In that vein, it’s important to ask how many of us truly know what this war is even about. Honestly, I wouldn’t have except for a trip I took to Ukraine in 2019 when Maria and Dmytro showed me their country. I learned a lot on that trip. Maybe it helps to share it with you.

Maria and I met originally at an Endangered Language conference back in 2008. She talked to me then about the need to keep Ukrainian alive and protect its culture. I understood those words, because I’d been working on preservation projects for Tohono O’odham and Chemehuevi in the Southwestern U.S., but I didn’t really have the life experience to know what it meant. Not really. The closest I’d come to experiencing something like it was people in my hometown debating whether people should speak Spanish in the U.S. because “we’re in America”, despite the United States not having an official language.

But what I learned in Ukraine is that it wasn’t just a scuffle about whether signs could be posted in Spanish along 4th Avenue or not. It was a matter of being recognized at all as Ukranian. The Russian government, and still many Russian people, do not recognize Ukraine as an independent country with its own unique language and culture. In the past, there was a common phrase used for Ukrainians: Malorosy. It means “small Russians”.

But let’s be clear: Ukrainians are not impersonating Russians. In the same way that Canadians are not “small Americans” and Guatemalans are not “small Mexicans”, Ukrainians are not “small Russians”.

Ukrainians made their intentions perfectly clear when they voted for their Independence in 1991. To give you a sense of their support: 82% of their population came to vote, and of that percentage, 90% voted for Independence. By contrast, the United States’ highest voter turnout in the 21st century was for our 2020 Presidential Election – and we only had a voter turnout of 66.8%.

But back to walking through Kyiv… I learned during that walk about the Orange Revolution and Euromaidan (yes, a single walk… my Ukrainian friends are efficient in their history lessons!). The tl;dr is that the Orange Revolution was, in the words of my book Awesome Kyiv, “a protest against corruption and electoral fraud”. While the cute book I bought doesn’t call it out explicitly, my friends did – the corruption mentioned was an attempt by the Russian government to place a Russian-backed President in their country. So Ukrainians protested for 4 months, forced a re-vote, and were able to prevent a Russian invasion of their government.

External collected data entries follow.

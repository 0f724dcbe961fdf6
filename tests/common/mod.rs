//! Shared helpers for the end-to-end tests

use ktruss::{ktruss_decomposition, Cluster, EngineResult, GraphBuilder, TrussConfig, TrussReport};
use std::collections::{HashMap, HashSet};
use std::time::Duration;

/// Runs the full decomposition and returns the per-k surviving-edge counts,
/// asserting along the way that every rank reports the same thing.
pub fn decompose(
    edges: &[(u64, u64)],
    ranks: usize,
    delegate_threshold: u32,
    config: &TrussConfig,
) -> Vec<(u32, u64)> {
    let _ = tracing_subscriber::fmt::try_init();
    let builder = GraphBuilder::from_edges(edges).with_delegate_threshold(delegate_threshold);
    let cluster = Cluster::new(ranks).with_timeout(Duration::from_secs(10));
    let reports = cluster
        .run(|mut comm| -> EngineResult<TrussReport> {
            let graph = builder.build(comm.rank(), comm.ranks())?;
            ktruss_decomposition(&graph, &mut comm, config)
        })
        .unwrap();
    let levels = report_levels(&reports[0]);
    for report in &reports[1..] {
        assert_eq!(
            report_levels(report),
            levels,
            "ranks disagree on the decomposition"
        );
    }
    levels
}

pub fn report_levels(report: &TrussReport) -> Vec<(u32, u64)> {
    report
        .levels
        .iter()
        .map(|level| (level.k, level.edges_remaining))
        .collect()
}

/// Brute-force reference: iteratively removes edges supported by fewer than
/// k-2 triangles until stable, for every k until the graph empties.
pub fn brute_force_levels(edges: &[(u64, u64)]) -> Vec<(u32, u64)> {
    let mut surviving: HashSet<(u64, u64)> = edges
        .iter()
        .map(|&(u, v)| if u <= v { (u, v) } else { (v, u) })
        .filter(|&(u, v)| u != v)
        .collect();
    let mut levels = Vec::new();
    let mut k = 3u32;
    loop {
        loop {
            let adjacency = adjacency_of(&surviving);
            let doomed: Vec<(u64, u64)> = surviving
                .iter()
                .filter(|&&(u, v)| (support(&adjacency, u, v) as u64) < (k - 2) as u64)
                .copied()
                .collect();
            if doomed.is_empty() {
                break;
            }
            for edge in doomed {
                surviving.remove(&edge);
            }
        }
        levels.push((k, surviving.len() as u64));
        if surviving.is_empty() {
            break;
        }
        k += 1;
    }
    levels
}

fn adjacency_of(edges: &HashSet<(u64, u64)>) -> HashMap<u64, HashSet<u64>> {
    let mut adjacency: HashMap<u64, HashSet<u64>> = HashMap::new();
    for &(u, v) in edges {
        adjacency.entry(u).or_default().insert(v);
        adjacency.entry(v).or_default().insert(u);
    }
    adjacency
}

/// Number of triangles the edge {u, v} participates in.
fn support(adjacency: &HashMap<u64, HashSet<u64>>, u: u64, v: u64) -> usize {
    match (adjacency.get(&u), adjacency.get(&v)) {
        (Some(nu), Some(nv)) => nu.intersection(nv).count(),
        _ => 0,
    }
}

Then, in 2013, Euromaidan occurred.

Euro – because this was a protest against, again, illegal moves by corrupt officials in government to move away from a trade agreement with the EU that had been promised, and instead move toward agreements which would further enable Russian control.

Maidan – because that is the square where the revolution took place, known in English as Independence Square, or in Ukrainian “Maidan Nezalezhnosti“.

A picture I took in 2019. This statue is representative of Ukraine’s independence and can be seen in Independence Square.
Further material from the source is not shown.